THE JOHN PILGER COLUMN: US and British officials told us that at least 100,000 were murdered in Kosovo. A year later, fewer than 3,000 bodies
have been found
AFTER MORE THAN A YEAR, the silence of those who wrote and broadcast the
propaganda for Nato's "humanitarian war" over Kosovo remains
unbroken: they who answered the Prime Minister's call to join "a great
moral crusade" against a regime that was "set on a Hitler-style genocide
equivalent to the extermination of the Jews during World War Two".

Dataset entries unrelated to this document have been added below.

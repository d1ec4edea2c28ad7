pub mod instagram;

use std::sync::Arc;

use async_trait::async_trait;
use tracing::{info, warn};

use mapsy_common::{ContentMetadata, Platform, ScrapeError, UrlClassification};

use crate::classifier::classify_url;

pub use instagram::InstagramScraper;

// --- ContentScraper trait ---

/// Turns a classified URL into raw content metadata.
#[async_trait]
pub trait ContentScraper: Send + Sync {
    async fn scrape(&self, classification: &UrlClassification)
        -> Result<ContentMetadata, ScrapeError>;

    fn name(&self) -> &str;
}

// --- Dispatch table ---

/// One optional scraper per platform. Adding a platform means adding a field
/// here and an arm to `scraper_for`, which the compiler enforces.
#[derive(Clone, Default)]
pub struct ScraperSet {
    instagram: Option<Arc<dyn ContentScraper>>,
    youtube: Option<Arc<dyn ContentScraper>>,
}

impl ScraperSet {
    pub fn new() -> Self {
        Self::default()
    }

    pub fn with_instagram(mut self, scraper: Arc<dyn ContentScraper>) -> Self {
        self.instagram = Some(scraper);
        self
    }

    pub fn with_youtube(mut self, scraper: Arc<dyn ContentScraper>) -> Self {
        self.youtube = Some(scraper);
        self
    }

    pub fn scraper_for(&self, platform: Platform) -> Option<&Arc<dyn ContentScraper>> {
        match platform {
            Platform::Instagram => self.instagram.as_ref(),
            Platform::Youtube => self.youtube.as_ref(),
        }
    }

    pub async fn scrape(
        &self,
        classification: &UrlClassification,
    ) -> Result<ContentMetadata, ScrapeError> {
        let Some(scraper) = self.scraper_for(classification.platform) else {
            warn!(
                platform = %classification.platform,
                url = classification.url.as_str(),
                "No scraper registered for platform"
            );
            return Err(ScrapeError::NotImplemented(classification.platform));
        };

        info!(
            scraper = scraper.name(),
            content_type = classification.content_type.as_str(),
            url = classification.url.as_str(),
            "Dispatching scrape"
        );
        scraper.scrape(classification).await
    }

    /// Classify then scrape. A classification error is reported as a
    /// permanent scrape error.
    pub async fn scrape_url(&self, url: &str) -> Result<ContentMetadata, ScrapeError> {
        let classification = classify_url(url)?;
        self.scrape(&classification).await
    }
}
mod client;
pub(crate) mod types;

use std::time::Duration;

use anyhow::{anyhow, Result};
use async_trait::async_trait;

use crate::schema::StructuredOutput;
use crate::traits::{Message, StructuredChat};
use crate::util::strip_code_blocks;

use client::OllamaClient;
use types::ChatRequest;

pub const DEFAULT_CHAT_URL: &str = "http://localhost:11434/api/chat";
pub const DEFAULT_TIMEOUT: Duration = Duration::from_secs(120);

// =============================================================================
// Ollama Agent
// =============================================================================

#[derive(Clone)]
pub struct Ollama {
    chat_url: String,
    pub(crate) model: String,
    api_key: Option<String>,
    timeout: Duration,
}

impl Ollama {
    pub fn new(model: impl Into<String>) -> Self {
        Self {
            chat_url: DEFAULT_CHAT_URL.to_string(),
            model: model.into(),
            api_key: None,
            timeout: DEFAULT_TIMEOUT,
        }
    }

    /// Full URL of the `/api/chat` endpoint.
    pub fn with_chat_url(mut self, url: impl Into<String>) -> Self {
        self.chat_url = url.into();
        self
    }

    /// Key sent as `X-API-KEY`, for servers behind an authenticating proxy.
    pub fn with_api_key(mut self, key: impl Into<String>) -> Self {
        self.api_key = Some(key.into());
        self
    }

    pub fn with_timeout(mut self, timeout: Duration) -> Self {
        self.timeout = timeout;
        self
    }

    pub fn model(&self) -> &str {
        &self.model
    }

    pub fn timeout(&self) -> Duration {
        self.timeout
    }

    fn client(&self) -> Result<OllamaClient> {
        OllamaClient::new(&self.chat_url, self.api_key.as_deref(), self.timeout)
    }

    /// Type-safe structured extraction from a single user prompt.
    pub async fn extract<T: StructuredOutput>(&self, user_prompt: impl Into<String>) -> Result<T> {
        let content = self
            .structured_chat(vec![Message::user(user_prompt)], T::format_schema())
            .await?
            .ok_or_else(|| anyhow!("Ollama response has no content"))?;

        serde_json::from_str(strip_code_blocks(&content))
            .map_err(|e| anyhow!("Failed to deserialize {}: {}", T::type_name(), e))
    }
}

#[async_trait]
impl StructuredChat for Ollama {
    async fn structured_chat(
        &self,
        messages: Vec<Message>,
        schema: serde_json::Value,
    ) -> Result<Option<String>> {
        let request = ChatRequest::new(&self.model, messages)
            .format(schema)
            .temperature(0.0);

        let response = self.client()?.chat(&request).await?;
        Ok(response.into_content())
    }
}
use std::future::Future;
use std::sync::{Arc, Mutex, MutexGuard};
use std::time::Duration;

use tokio::task::JoinSet;
use tracing::{info, warn};

/// Pipeline runs spawned by request handlers. Nothing waits on them while
/// serving; on shutdown `drain` gives them a grace period to finish.
#[derive(Clone, Default)]
pub struct BackgroundTasks {
    set: Arc<Mutex<JoinSet<()>>>,
}

impl BackgroundTasks {
    pub fn new() -> Self {
        Self::default()
    }

    fn lock(&self) -> MutexGuard<'_, JoinSet<()>> {
        self.set.lock().unwrap_or_else(|poisoned| poisoned.into_inner())
    }

    pub fn spawn<F>(&self, task: F)
    where
        F: Future<Output = ()> + Send + 'static,
    {
        let mut set = self.lock();
        // Reap finished runs so the set only holds live ones.
        while let Some(result) = set.try_join_next() {
            if let Err(e) = result {
                warn!(error = %e, "Background task ended abnormally");
            }
        }
        set.spawn(task);
    }

    pub fn in_flight(&self) -> usize {
        self.lock().len()
    }

    /// Wait up to `grace` for every task, then abort the rest. Returns how
    /// many were aborted.
    pub async fn drain(&self, grace: Duration) -> usize {
        let mut set = std::mem::take(&mut *self.lock());
        let pending = set.len();
        if pending == 0 {
            return 0;
        }
        info!(pending, grace_secs = grace.as_secs(), "Draining background tasks");

        let finished = tokio::time::timeout(grace, async {
            while let Some(result) = set.join_next().await {
                if let Err(e) = result {
                    warn!(error = %e, "Background task ended abnormally");
                }
            }
        })
        .await;

        if finished.is_ok() {
            info!("All background tasks finished");
            return 0;
        }

        let aborted = set.len();
        warn!(aborted, "Grace period elapsed, aborting background tasks");
        set.shutdown().await;
        aborted
    }
}
pub mod auth;
pub mod routes;
pub mod tasks;

use std::sync::Arc;
use std::time::Instant;

use anyhow::{Context, Result};
use axum::{
    extract::Request,
    http::HeaderValue,
    middleware::{self, Next},
    response::Response,
    routing::{get, post},
    Router,
};
use tracing::info;

use ai_client::Ollama;
use browserless_client::BrowserlessClient;
use mapsy_common::AppConfig;
use mapsy_pipeline::{
    BrowserSessions, GeocodeFallbackChain, HttpCallbackDispatcher, InstagramScraper,
    KakaoGeocoder, NaverMapSearcher, NominatimGeocoder, Orchestrator, PlaceNameExtractor,
    PlaceResolver, ScraperSet,
};

pub use tasks::BackgroundTasks;

pub struct AppState {
    pub api_key: String,
    pub orchestrator: Arc<Orchestrator>,
    pub geocoder: GeocodeFallbackChain,
    pub tasks: BackgroundTasks,
}

impl AppState {
    /// Wire every pipeline component from config. Nothing reads the
    /// environment after this.
    pub fn from_config(config: &AppConfig) -> Result<Self> {
        let sessions = BrowserSessions::new(config.browser_max_sessions);
        let browserless = || {
            BrowserlessClient::new(
                &config.browserless_url,
                config.browserless_token.as_deref(),
                config.scrape_timeout(),
            )
            .context("Failed to build Browserless client")
        };

        let scrapers = ScraperSet::new().with_instagram(Arc::new(InstagramScraper::new(
            browserless()?,
            sessions.clone(),
            config.scrape_timeout(),
        )));

        let mut ollama = Ollama::new(&config.ollama_model)
            .with_chat_url(&config.ollama_api_url)
            .with_timeout(config.llm_timeout());
        if !config.ollama_api_key.is_empty() {
            ollama = ollama.with_api_key(&config.ollama_api_key);
        }
        let extractor = PlaceNameExtractor::new(Arc::new(ollama))
            .with_max_attempts(config.extraction_max_attempts);

        let geocoder = GeocodeFallbackChain::new(
            Arc::new(KakaoGeocoder::new(
                &config.kakao_api_url,
                &config.kakao_rest_api_key,
                config.geocode_timeout(),
            )?),
            Arc::new(NominatimGeocoder::new(
                &config.nominatim_url,
                config.geocode_timeout(),
            )?),
        );

        let resolver = PlaceResolver::new(Arc::new(NaverMapSearcher::new(
            browserless()?,
            sessions,
            config.scrape_timeout(),
        )))
        .with_geocoder(geocoder.clone());

        let callback = HttpCallbackDispatcher::new(
            &config.backend_callback_url,
            &config.backend_api_key,
            config.callback_timeout(),
        )?;

        info!(
            model = config.ollama_model.as_str(),
            max_attempts = config.extraction_max_attempts,
            "Pipeline wired"
        );

        Ok(Self {
            api_key: config.ai_server_api_key.clone(),
            orchestrator: Arc::new(Orchestrator::new(
                scrapers,
                extractor,
                resolver,
                Arc::new(callback),
            )),
            geocoder,
            tasks: BackgroundTasks::new(),
        })
    }
}

pub fn router(state: Arc<AppState>) -> Router {
    Router::new()
        // Health check
        .route("/", get(|| async { "ok" }))
        // Pipeline
        .route("/api/extract-places", post(routes::extract_places))
        .route("/api/geocode", post(routes::geocode))
        // Diagnostics
        .route("/api/test/scrape", post(routes::test_scrape))
        .route("/api/test/health", get(routes::test_health))
        .with_state(state)
        .layer(middleware::from_fn(process_time))
        .layer(
            tower_http::cors::CorsLayer::new()
                .allow_origin(tower_http::cors::Any)
                .allow_methods(tower_http::cors::Any)
                .allow_headers(tower_http::cors::Any),
        )
        // Method + path only, no query params or bodies
        .layer(
            tower_http::trace::TraceLayer::new_for_http().make_span_with(
                |request: &axum::http::Request<_>| {
                    tracing::info_span!(
                        "http_request",
                        method = %request.method(),
                        path = %request.uri().path(),
                    )
                },
            ),
        )
}

/// Adds `X-Process-Time` (seconds, 4 decimals) to every response.
async fn process_time(request: Request, next: Next) -> Response {
    let start = Instant::now();
    let method = request.method().clone();
    let path = request.uri().path().to_string();

    let mut response = next.run(request).await;

    let elapsed = start.elapsed().as_secs_f64();
    if let Ok(value) = HeaderValue::from_str(&format!("{elapsed:.4}")) {
        response.headers_mut().insert("x-process-time", value);
    }
    info!(
        %method,
        path = path.as_str(),
        status = response.status().as_u16(),
        elapsed_secs = elapsed,
        "Request handled"
    );
    response
}
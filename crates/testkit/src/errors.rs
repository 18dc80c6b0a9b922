//! Test fixtures for shared error codes and envelopes.

use scantel_shared::{ErrorCode, ErrorEnvelope};

/// Codes every telemetry entry point can surface.
pub fn telemetry_error_codes() -> Vec<ErrorCode> {
    vec![
        ErrorCode::invalid_input(),
        ErrorCode::not_initialized(),
        ErrorCode::already_initialized(),
        ErrorCode::instrument_creation(),
        ErrorCode::collector_failed(),
        ErrorCode::parse(),
        ErrorCode::io(),
    ]
}

/// A malformed host counter fixture.
pub fn parse_error() -> ErrorEnvelope {
    ErrorEnvelope::parse("cpu line has 3 fields, need at least 6").with_metadata("fields", "3")
}

/// A backend rejection fixture.
pub fn instrument_creation_error(name: &str) -> ErrorEnvelope {
    ErrorEnvelope::instrument_creation(name, format!("backend rejected {name}"))
}

/// An unreadable source fixture.
pub fn io_error() -> ErrorEnvelope {
    std::io::Error::new(std::io::ErrorKind::NotFound, "/proc/stat missing").into()
}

Something had to be done, they insisted. After all, by March last
year, 500,000 Kosovar Albanians were missed, feared dead, according to
the
US State Department. In mid-May, the US defence secretary, William Cohen,
said: "We've now seen about 100,000 military-aged men missing ... They
may have been murdered." Two weeks later, David Scheffer, the US
ambassador at large for war crimes, increased the 100,000 figure to as
many as "235,000 ethnic Albanian men aged between 14 and 59". The British
press took their cus. "Flight from genocide," said the Daily Mail.
"Echoes of the Holocause," chorused the Sun and the Mirror.
As the bombing dragged on, the facade began to crack; British
television viewers were shown the ruins of trains and refugee convoys
attacked by Nato aircraft and their victims. "We have a public relations
meltdown," said someone at Downing Street. On cue, the Foreign Office
minister, Geoffrey Hoon, announced that, "in more than 100 massacres",
about 10,000 ethnic Albanians had been killed, adding that "the final toll
may be much worse". Although inexplicably reduced from the original
claims of 500,000 and 100,000, this was a substantial and utterly
unsubstantiated figure.
By mid-June, with the bombardment over, international forensic teams
began subjecting the province to minute examination. The American FBI
arrived to investigate what was called the "largest crime scene in the
FBI's forensic history". Several weeks later, having found bodies but
not
a single mass grave, the FBI went home. The Spanish forensic team also
returned home, its leader complaining angrily that he and his colleagues
had become part of "a semantic pirrouette by the war propaganda machines,
because we did not find one -- not one -- mass grave".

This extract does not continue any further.